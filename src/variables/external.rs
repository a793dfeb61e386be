//! Build-tool specific macro providers
//!
//! After the solution and project families are applied, the string is passed
//! through an [`ExternalMacros`] provider keyed by the selected project's file
//! path.

use std::collections::HashMap;
use std::path::{Path, PathBuf};

/// Further substitution for a project, opaque to the resolver
pub trait ExternalMacros: Send + Sync {
    fn apply(&self, project_file: &Path, input: &str) -> String;
}

/// Provider that leaves every string untouched
#[derive(Debug, Clone, Copy, Default)]
pub struct NoExternalMacros;

impl ExternalMacros for NoExternalMacros {
    fn apply(&self, _project_file: &Path, input: &str) -> String {
        input.to_string()
    }
}

/// Two providers applied in order
#[derive(Clone, Copy)]
pub struct ChainedMacros<'a> {
    first: &'a dyn ExternalMacros,
    then: &'a dyn ExternalMacros,
}

impl<'a> ChainedMacros<'a> {
    pub fn new(first: &'a dyn ExternalMacros, then: &'a dyn ExternalMacros) -> Self {
        Self { first, then }
    }
}

impl ExternalMacros for ChainedMacros<'_> {
    fn apply(&self, project_file: &Path, input: &str) -> String {
        let once = self.first.apply(project_file, input);
        self.then.apply(project_file, &once)
    }
}

/// Build properties per project, replaced as `$(Key)` tokens
#[derive(Debug, Clone, Default)]
pub struct PropertyMacros {
    properties: HashMap<PathBuf, Vec<(String, String)>>,
}

impl PropertyMacros {
    pub fn insert(
        &mut self,
        project_file: impl Into<PathBuf>,
        key: impl Into<String>,
        value: impl Into<String>,
    ) {
        self.properties
            .entry(project_file.into())
            .or_default()
            .push((key.into(), value.into()));
    }

    pub fn is_empty(&self) -> bool {
        self.properties.is_empty()
    }
}

impl ExternalMacros for PropertyMacros {
    fn apply(&self, project_file: &Path, input: &str) -> String {
        let Some(properties) = self.properties.get(project_file) else {
            return input.to_string();
        };

        properties
            .iter()
            .fold(input.to_string(), |acc, (key, value)| {
                acc.replace(&format!("$({})", key), value)
            })
    }
}
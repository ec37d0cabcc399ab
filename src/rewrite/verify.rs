//! Pass 4: verification calls.
//!
//! `mock.VerifyAllExpectations ()` is renamed to `mock.Verify ()`.
//! `repository.VerifyAll ()` fans out into one `name.Verify ();`
//! statement per mock created through that repository instance, in
//! creation order; a repository with no known mocks is left alone with a
//! warning.

use super::{factory, format, PassContext, RewritePass};
use crate::syntax::ast::{
    methods_mut, walk_blocks_mut, walk_stmt_exprs_mut, Block, CompilationUnit, ExprKind, Stmt,
    StmtKind,
};
use crate::syntax::token::Token;

pub struct VerifyPass;

impl RewritePass for VerifyPass {
    fn name(&self) -> &'static str {
        "verify"
    }

    fn rewrite(&self, unit: &mut CompilationUnit, ctx: &PassContext<'_>) {
        if !ctx.model.rhino_imported() {
            return;
        }
        for method in methods_mut(unit) {
            if let Some(body) = &mut method.body {
                for stmt in &mut body.stmts {
                    walk_stmt_exprs_mut(stmt, &mut |expr| {
                        if ctx.model.symbol_of(expr)
                            == Some(ctx.rhino.ext_verify_all_expectations)
                        {
                            if let ExprKind::Invoke { callee, .. } = &mut expr.kind {
                                if let ExprKind::Member { name, .. } = &mut callee.kind {
                                    name.first_token_mut().text = "Verify".to_string();
                                }
                            }
                        }
                    });
                }
            }
        }
        walk_blocks_mut(unit, &mut |block| expand_repository_verify(block, ctx));
    }
}

fn expand_repository_verify(block: &mut Block, ctx: &PassContext<'_>) {
    let mut i = 0;
    while i < block.stmts.len() {
        let Some(repo) = repository_verify_all(&block.stmts[i], ctx) else {
            i += 1;
            continue;
        };
        let line = block.stmts[i].line();
        let mocks = ctx.model.mocks_of_repository(&repo);
        if mocks.is_empty() {
            ctx.warn(
                line,
                format!("no mocks created through `{repo}` are known; VerifyAll left unchanged"),
            );
            i += 1;
            continue;
        }
        let leading = block.stmts[i].first_token().leading.clone();
        let indent = format::indentation(&leading).to_string();
        let replacements: Vec<Stmt> = mocks
            .iter()
            .enumerate()
            .map(|(n, mock)| {
                let mut receiver = factory::ident(mock);
                let lead = if n == 0 {
                    leading.clone()
                } else {
                    format::line_break(&indent)
                };
                factory::set_leading(&mut receiver, &lead);
                Stmt::new(StmtKind::ExprStmt {
                    expr: factory::chain_call(receiver, "Verify", vec![]),
                    semi: Token::punct(";"),
                })
            })
            .collect();
        let count = replacements.len();
        block.stmts.splice(i..i + 1, replacements);
        i += count;
    }
}

/// The repository variable when the statement is `repo.VerifyAll ();`.
fn repository_verify_all(stmt: &Stmt, ctx: &PassContext<'_>) -> Option<String> {
    let StmtKind::ExprStmt { expr, .. } = &stmt.kind else {
        return None;
    };
    if ctx.model.symbol_of(expr) != Some(ctx.rhino.repo_verify_all) {
        return None;
    }
    let receiver = expr.invocation_receiver()?;
    let name = receiver.first_identifier()?;
    ctx.model
        .is_repository_variable(&name.text)
        .then(|| name.text.clone())
}

#[cfg(test)]
mod tests {
    use crate::rewrite::pipeline::test_support::{run_single_pass, run_single_pass_with_warnings};

    #[test]
    fn test_verify_all_expectations_is_renamed() {
        let output = run_single_pass(
            "verify",
            r#"using Rhino.Mocks;

public interface IAccount
{
  int Balance ();
}

public class T
{
  private IAccount _mock;

  public void M ()
  {
    _mock.VerifyAllExpectations ();
  }
}
"#,
        );
        assert!(output.contains("_mock.Verify ();"));
        assert!(!output.contains("VerifyAllExpectations"));
    }

    #[test]
    fn test_repository_verify_all_fans_out() {
        let output = run_single_pass(
            "verify",
            r#"using Rhino.Mocks;

public interface IAccount
{
  int Balance ();
}

public class T
{
  public void M ()
  {
    var repo = new MockRepository ();
    var first = repo.StrictMock<IAccount>();
    var second = repo.StrictMock<IAccount>();
    repo.VerifyAll ();
  }
}
"#,
        );
        assert!(output.contains("    first.Verify();\n    second.Verify();"));
        assert!(!output.contains("repo.VerifyAll"));
    }

    #[test]
    fn test_repository_without_mocks_is_left() {
        let (output, warnings) = run_single_pass_with_warnings(
            "verify",
            r#"using Rhino.Mocks;

public class T
{
  public void M ()
  {
    var repo = new MockRepository ();
    repo.VerifyAll ();
  }
}
"#,
        );
        assert!(output.contains("repo.VerifyAll ();"));
        assert!(warnings.iter().any(|w| w.contains("repo")));
    }
}
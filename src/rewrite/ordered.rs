//! Pass 6: ordered expectation blocks.
//!
//! `using (repository.Ordered ()) { ... }` disappears: a
//! `var sequence = new MockSequence();` declaration takes its place and
//! every setup chain inside gains an `.InSequence (sequence)` link right
//! before `.Setup`. The block's statements move up one level, reindented
//! to the `using`'s own indentation. Multiple ordered blocks in one
//! method get numbered sequence variables.

use super::chain::{Chain, Link};
use super::{factory, format, PassContext, RewritePass};
use crate::syntax::ast::{
    methods_mut, Block, CompilationUnit, Declarator, Expr, ExprKind, Stmt, StmtKind, TypeKind,
    TypeSyntax,
};
use crate::syntax::token::Token;

pub struct OrderedMockPass;

impl RewritePass for OrderedMockPass {
    fn name(&self) -> &'static str {
        "ordered-mock"
    }

    fn rewrite(&self, unit: &mut CompilationUnit, ctx: &PassContext<'_>) {
        if !ctx.model.rhino_imported() {
            return;
        }
        for method in methods_mut(unit) {
            if let Some(body) = &mut method.body {
                let total = count_ordered(body, ctx);
                if total == 0 {
                    continue;
                }
                let mut counter = 0;
                expand_block(body, ctx, &mut counter, total);
            }
        }
    }
}

fn count_ordered(block: &Block, ctx: &PassContext<'_>) -> usize {
    let mut n = 0;
    for stmt in &block.stmts {
        n += count_stmt(stmt, ctx);
    }
    n
}

fn count_stmt(stmt: &Stmt, ctx: &PassContext<'_>) -> usize {
    match &stmt.kind {
        StmtKind::Using { resource, body, .. } => {
            let own = usize::from(is_ordered(resource, ctx));
            own + count_stmt(body, ctx)
        }
        StmtKind::Block(block) => count_ordered(block, ctx),
        _ => 0,
    }
}

fn is_ordered(resource: &Expr, ctx: &PassContext<'_>) -> bool {
    ctx.model.symbol_of(resource) == Some(ctx.rhino.repo_ordered)
}

fn expand_block(block: &mut Block, ctx: &PassContext<'_>, counter: &mut usize, total: usize) {
    let mut i = 0;
    while i < block.stmts.len() {
        match &block.stmts[i].kind {
            StmtKind::Using { resource, .. } if is_ordered(resource, ctx) => {
                *counter += 1;
                let name = if total > 1 {
                    format!("sequence{counter}")
                } else {
                    "sequence".to_string()
                };
                let stmt = block.stmts.remove(i);
                let StmtKind::Using { kw, body, .. } = stmt.kind else {
                    unreachable!("matched above");
                };
                let leading = kw.leading;
                let indent = format::indentation(&leading).to_string();

                let mut replacements = vec![sequence_decl(&name, &leading)];
                let mut inner = match body.kind {
                    StmtKind::Block(inner) => inner.stmts,
                    other => vec![Stmt {
                        id: body.id,
                        notes: body.notes,
                        kind: other,
                    }],
                };
                for s in &mut inner {
                    let lead = s.first_token().leading.clone();
                    s.first_token_mut().leading = format::reindent(&lead, &indent);
                    insert_in_sequence(s, &name, ctx);
                }
                replacements.extend(inner);
                block.stmts.splice(i..i, replacements);
                // Step past the declaration only: the spliced statements
                // are re-scanned, an ordered block can nest another one.
                i += 1;
            }
            StmtKind::Block(_) => {
                if let StmtKind::Block(b) = &mut block.stmts[i].kind {
                    expand_block(b, ctx, counter, total);
                }
                i += 1;
            }
            StmtKind::Using { .. } => {
                if let StmtKind::Using { body, .. } = &mut block.stmts[i].kind {
                    if let StmtKind::Block(b) = &mut body.kind {
                        expand_block(b, ctx, counter, total);
                    }
                }
                i += 1;
            }
            _ => i += 1,
        }
    }
}

/// `var sequence = new MockSequence();`
fn sequence_decl(name: &str, leading: &str) -> Stmt {
    Stmt::new(StmtKind::LocalDecl {
        ty: TypeSyntax {
            kind: TypeKind::Simple(Token::ident("var").with_leading(leading)),
        },
        decls: vec![Declarator {
            name: Token::ident(name).with_leading(" "),
            init: Some((
                Token::punct("=").with_leading(" "),
                Expr::new(ExprKind::New {
                    new_kw: Token::ident("new").with_leading(" "),
                    ty: TypeSyntax {
                        kind: TypeKind::Simple(Token::ident("MockSequence").with_leading(" ")),
                    },
                    args: Some(factory::arg_list(vec![])),
                    init: None,
                }),
            )),
            comma: None,
        }],
        semi: Token::punct(";"),
    })
}

fn insert_in_sequence(stmt: &mut Stmt, name: &str, ctx: &PassContext<'_>) {
    let StmtKind::ExprStmt { expr, .. } = &mut stmt.kind else {
        return;
    };
    let Some(mut chain) = Chain::decompose(ctx.model, expr) else {
        return;
    };
    let Some(setup) = chain
        .links
        .iter()
        .position(|l| l.symbol == Some(ctx.moq.mock_setup))
    else {
        return;
    };
    chain.links.insert(
        setup,
        Link::synthesized(
            "InSequence",
            Some(factory::arg_list(vec![factory::ident(name)])),
        ),
    );
    *expr = chain.rebuild();
}

#[cfg(test)]
mod tests {
    use crate::rewrite::pipeline::test_support::run_single_pass;

    fn fixture(body: &str) -> String {
        format!(
            r#"using Moq;
using Rhino.Mocks;

public interface IAccount
{{
  int Balance ();
  void DoSomething ();
}}

public class T
{{
  private MockRepository _repo;
  private Mock<IAccount> _mock;

  public void M ()
  {{
{body}
  }}
}}
"#
        )
    }

    #[test]
    fn test_ordered_block_becomes_sequence() {
        let output = run_single_pass(
            "ordered-mock",
            &fixture(
                "    using (_repo.Ordered ())\n    {\n      _mock.Setup (m => m.Balance ()).Returns (1);\n    }",
            ),
        );
        assert!(output.contains("    var sequence = new MockSequence();"));
        assert!(output
            .contains("    _mock.InSequence (sequence).Setup (m => m.Balance ()).Returns (1);"));
        assert!(!output.contains("Ordered"));
    }

    #[test]
    fn test_multiple_blocks_get_numbered_sequences() {
        let output = run_single_pass(
            "ordered-mock",
            &fixture(
                "    using (_repo.Ordered ())\n    {\n      _mock.Setup (m => m.Balance ()).Returns (1);\n    }\n    using (_repo.Ordered ())\n    {\n      _mock.Setup (m => m.DoSomething());\n    }",
            ),
        );
        assert!(output.contains("var sequence1 = new MockSequence();"));
        assert!(output.contains("var sequence2 = new MockSequence();"));
        assert!(output.contains("_mock.InSequence (sequence1).Setup"));
        assert!(output.contains("_mock.InSequence (sequence2).Setup"));
    }

    #[test]
    fn test_nested_ordered_blocks_both_expand() {
        let output = run_single_pass(
            "ordered-mock",
            &fixture(
                "    using (_repo.Ordered ())\n    {\n      _mock.Setup (m => m.Balance ()).Returns (1);\n      using (_repo.Ordered ())\n      {\n        _mock.Setup (m => m.DoSomething());\n      }\n    }",
            ),
        );
        assert!(output.contains("var sequence1 = new MockSequence();"));
        assert!(output.contains("var sequence2 = new MockSequence();"));
        assert!(output.contains("_mock.InSequence (sequence1).Setup (m => m.Balance ())"));
        assert!(output.contains("_mock.InSequence (sequence2).Setup (m => m.DoSomething())"));
        assert!(!output.contains("Ordered"));
    }

    #[test]
    fn test_non_setup_statements_move_unchanged() {
        let output = run_single_pass(
            "ordered-mock",
            &fixture(
                "    using (_repo.Ordered ())\n    {\n      Prepare ();\n    }",
            ),
        );
        assert!(output.contains("    var sequence = new MockSequence();"));
        assert!(output.contains("    Prepare ();"));
    }
}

# # # #

* **Problem description**: Copy out, from the records above, every line that holds the string "HashMap".

* **Answer to the problem**:
use std::collections::HashMap;
    properties: HashMap<PathBuf, Vec<(String, String)>>,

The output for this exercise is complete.